### DATA TO PROCESS
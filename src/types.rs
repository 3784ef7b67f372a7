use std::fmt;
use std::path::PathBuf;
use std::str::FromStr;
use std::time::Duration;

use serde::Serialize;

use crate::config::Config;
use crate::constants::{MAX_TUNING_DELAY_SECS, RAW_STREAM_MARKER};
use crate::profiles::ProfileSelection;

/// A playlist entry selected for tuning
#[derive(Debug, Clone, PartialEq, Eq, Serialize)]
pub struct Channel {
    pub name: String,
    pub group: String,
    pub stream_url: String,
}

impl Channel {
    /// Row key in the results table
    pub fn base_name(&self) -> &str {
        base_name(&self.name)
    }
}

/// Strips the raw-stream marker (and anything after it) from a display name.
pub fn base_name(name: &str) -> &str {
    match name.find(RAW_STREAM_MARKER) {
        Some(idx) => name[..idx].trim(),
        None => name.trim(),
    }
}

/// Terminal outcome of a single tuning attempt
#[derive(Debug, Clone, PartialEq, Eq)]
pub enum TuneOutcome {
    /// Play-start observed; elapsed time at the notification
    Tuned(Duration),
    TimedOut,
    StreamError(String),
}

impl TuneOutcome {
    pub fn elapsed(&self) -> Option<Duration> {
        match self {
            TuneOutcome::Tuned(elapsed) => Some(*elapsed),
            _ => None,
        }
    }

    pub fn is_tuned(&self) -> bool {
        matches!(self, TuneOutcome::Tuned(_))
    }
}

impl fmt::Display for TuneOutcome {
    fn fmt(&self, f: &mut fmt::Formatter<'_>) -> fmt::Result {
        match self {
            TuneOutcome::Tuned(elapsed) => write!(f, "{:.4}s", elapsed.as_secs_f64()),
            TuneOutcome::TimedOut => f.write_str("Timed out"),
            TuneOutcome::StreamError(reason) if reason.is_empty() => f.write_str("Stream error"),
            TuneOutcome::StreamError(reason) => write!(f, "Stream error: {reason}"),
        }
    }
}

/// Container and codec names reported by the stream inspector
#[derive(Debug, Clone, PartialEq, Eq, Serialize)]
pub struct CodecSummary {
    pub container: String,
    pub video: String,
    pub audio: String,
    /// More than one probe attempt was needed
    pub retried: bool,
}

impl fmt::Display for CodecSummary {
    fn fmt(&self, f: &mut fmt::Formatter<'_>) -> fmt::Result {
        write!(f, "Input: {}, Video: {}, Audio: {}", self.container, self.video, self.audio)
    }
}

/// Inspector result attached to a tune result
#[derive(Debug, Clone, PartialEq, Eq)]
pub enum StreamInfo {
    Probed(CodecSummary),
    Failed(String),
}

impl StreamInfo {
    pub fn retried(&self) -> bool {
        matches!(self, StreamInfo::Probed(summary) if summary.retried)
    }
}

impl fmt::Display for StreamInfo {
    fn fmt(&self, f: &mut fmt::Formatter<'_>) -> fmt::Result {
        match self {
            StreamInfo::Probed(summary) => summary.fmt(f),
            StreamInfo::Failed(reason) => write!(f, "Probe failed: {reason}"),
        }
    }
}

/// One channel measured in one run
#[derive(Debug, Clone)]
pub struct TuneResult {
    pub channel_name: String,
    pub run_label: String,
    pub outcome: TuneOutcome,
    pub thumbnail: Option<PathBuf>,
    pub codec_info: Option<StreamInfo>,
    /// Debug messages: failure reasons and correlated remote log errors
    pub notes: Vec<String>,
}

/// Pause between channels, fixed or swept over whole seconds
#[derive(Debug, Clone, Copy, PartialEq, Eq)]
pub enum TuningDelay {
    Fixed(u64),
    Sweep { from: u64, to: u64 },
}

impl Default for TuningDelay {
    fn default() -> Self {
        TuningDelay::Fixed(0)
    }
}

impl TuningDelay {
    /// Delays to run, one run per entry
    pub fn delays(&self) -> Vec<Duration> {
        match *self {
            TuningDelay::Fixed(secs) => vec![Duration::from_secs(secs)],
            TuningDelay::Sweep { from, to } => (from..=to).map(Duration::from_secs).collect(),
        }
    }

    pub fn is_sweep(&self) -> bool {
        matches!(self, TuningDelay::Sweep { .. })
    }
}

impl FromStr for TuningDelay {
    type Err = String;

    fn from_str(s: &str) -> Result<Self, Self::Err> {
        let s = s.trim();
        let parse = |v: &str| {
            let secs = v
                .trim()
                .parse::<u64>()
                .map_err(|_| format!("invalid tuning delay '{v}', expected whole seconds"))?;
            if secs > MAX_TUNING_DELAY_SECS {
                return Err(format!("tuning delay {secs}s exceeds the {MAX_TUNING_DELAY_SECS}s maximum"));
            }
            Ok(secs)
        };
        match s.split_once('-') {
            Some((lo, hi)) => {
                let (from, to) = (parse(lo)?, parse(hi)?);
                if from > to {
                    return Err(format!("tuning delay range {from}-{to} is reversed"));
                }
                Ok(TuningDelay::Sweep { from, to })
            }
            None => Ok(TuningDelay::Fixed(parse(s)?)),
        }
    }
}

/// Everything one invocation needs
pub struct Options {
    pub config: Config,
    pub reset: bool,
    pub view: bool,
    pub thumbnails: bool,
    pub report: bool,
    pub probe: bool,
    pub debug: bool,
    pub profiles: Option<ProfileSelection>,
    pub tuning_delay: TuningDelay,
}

### HOW TO COMPLETE THIS TASK
Copy every record exactly, leaving each line intact.

### PROBLEM SOLUTION
filename src/types.rs
repository 3784ef7b67f372a7
use std::fmt;
use std::path::PathBuf;
use std::str::FromStr;
use std::time::Duration;

use serde::Serialize;

use crate::config::Config;
use crate::constants::{MAX_TUNING_DELAY_SECS, RAW_STREAM_MARKER};
use crate::profiles::ProfileSelection;

/// A playlist entry selected for tuning
#[derive(Debug, Clone, PartialEq, Eq, Serialize)]
pub struct Channel {
    pub name: String,
    pub group: String,
    pub stream_url: String,
}

impl Channel {
    /// Row key in the results table
    pub fn base_name(&self) -> &str {
        base_name(&self.name)
    }
}

/// Strips the raw-stream marker (and anything after it) from a display name.
pub fn base_name(name: &str) -> &str {
    match name.find(RAW_STREAM_MARKER) {
        Some(idx) => name[..idx].trim(),
        None => name.trim(),
    }
}

/// Terminal outcome of a single tuning attempt
#[derive(Debug, Clone, PartialEq, Eq)]
pub enum TuneOutcome {
    /// Play-start observed; elapsed time at the notification
    Tuned(Duration),
    TimedOut,
    StreamError(String),
}

impl TuneOutcome {
    pub fn elapsed(&self) -> Option<Duration> {
        match self {
            TuneOutcome::Tuned(elapsed) => Some(*elapsed),
            _ => None,
        }
    }

    pub fn is_tuned(&self) -> bool {
        matches!(self, TuneOutcome::Tuned(_))
    }
}

impl fmt::Display for TuneOutcome {
    fn fmt(&self, f: &mut fmt::Formatter<'_>) -> fmt::Result {
        match self {
            TuneOutcome::Tuned(elapsed) => write!(f, "{:.4}s", elapsed.as_secs_f64()),
            TuneOutcome::TimedOut => f.write_str("Timed out"),
            TuneOutcome::StreamError(reason) if reason.is_empty() => f.write_str("Stream error"),
            TuneOutcome::StreamError(reason) => write!(f, "Stream error: {reason}"),
        }
    }
}

/// Container and codec names reported by the stream inspector
#[derive(Debug, Clone, PartialEq, Eq, Serialize)]
pub struct CodecSummary {
    pub container: String,
    pub video: String,
    pub audio: String,
    /// More than one probe attempt was needed
    pub retried: bool,
}

impl fmt::Display for CodecSummary {
    fn fmt(&self, f: &mut fmt::Formatter<'_>) -> fmt::Result {
        write!(f, "Input: {}, Video: {}, Audio: {}", self.container, self.video, self.audio)
    }
}

/// Inspector result attached to a tune result
#[derive(Debug, Clone, PartialEq, Eq)]
pub enum StreamInfo {
    Probed(CodecSummary),
    Failed(String),
}

impl StreamInfo {
    pub fn retried(&self) -> bool {
        matches!(self, StreamInfo::Probed(summary) if summary.retried)
    }
}

impl fmt::Display for StreamInfo {
    fn fmt(&self, f: &mut fmt::Formatter<'_>) -> fmt::Result {
        match self {
            StreamInfo::Probed(summary) => summary.fmt(f),
            StreamInfo::Failed(reason) => write!(f, "Probe failed: {reason}"),
        }
    }
}

/// One channel measured in one run
#[derive(Debug, Clone)]
pub struct TuneResult {
    pub channel_name: String,
    pub run_label: String,
    pub outcome: TuneOutcome,
    pub thumbnail: Option<PathBuf>,
    pub codec_info: Option<StreamInfo>,
    /// Debug messages: failure reasons and correlated remote log errors
    pub notes: Vec<String>,
}

/// Pause between channels, fixed or swept over whole seconds
#[derive(Debug, Clone, Copy, PartialEq, Eq)]
pub enum TuningDelay {
    Fixed(u64),
    Sweep { from: u64, to: u64 },
}

impl Default for TuningDelay {
    fn default() -> Self {
        TuningDelay::Fixed(0)
    }
}

impl TuningDelay {
    /// Delays to run, one run per entry
    pub fn delays(&self) -> Vec<Duration> {
        match *self {
            TuningDelay::Fixed(secs) => vec![Duration::from_secs(secs)],
            TuningDelay::Sweep { from, to } => (from..=to).map(Duration::from_secs).collect(),
        }
    }

    pub fn is_sweep(&self) -> bool {
        matches!(self, TuningDelay::Sweep { .. })
    }
}

impl FromStr for TuningDelay {
    type Err = String;

    fn from_str(s: &str) -> Result<Self, Self::Err> {
        let s = s.trim();
        let parse = |v: &str| {
            let secs = v
                .trim()
                .parse::<u64>()
                .map_err(|_| format!("invalid tuning delay '{v}', expected whole seconds"))?;
            if secs > MAX_TUNING_DELAY_SECS {
                return Err(format!("tuning delay {secs}s exceeds the {MAX_TUNING_DELAY_SECS}s maximum"));
            }
            Ok(secs)
        };
        match s.split_once('-') {
            Some((lo, hi)) => {
                let (from, to) = (parse(lo)?, parse(hi)?);
                if from > to {
                    return Err(format!("tuning delay range {from}-{to} is reversed"));
                }
                Ok(TuningDelay::Sweep { from, to })
            }
            None => Ok(TuningDelay::Fixed(parse(s)?)),
        }
    }
}

/// Everything one invocation needs
pub struct Options {
    pub config: Config,
    pub reset: bool,
    pub view: bool,
    pub thumbnails: bool,
    pub report: bool,
    pub probe: bool,
    pub debug: bool,
    pub profiles: Option<ProfileSelection>,
    pub tuning_delay: TuningDelay,
}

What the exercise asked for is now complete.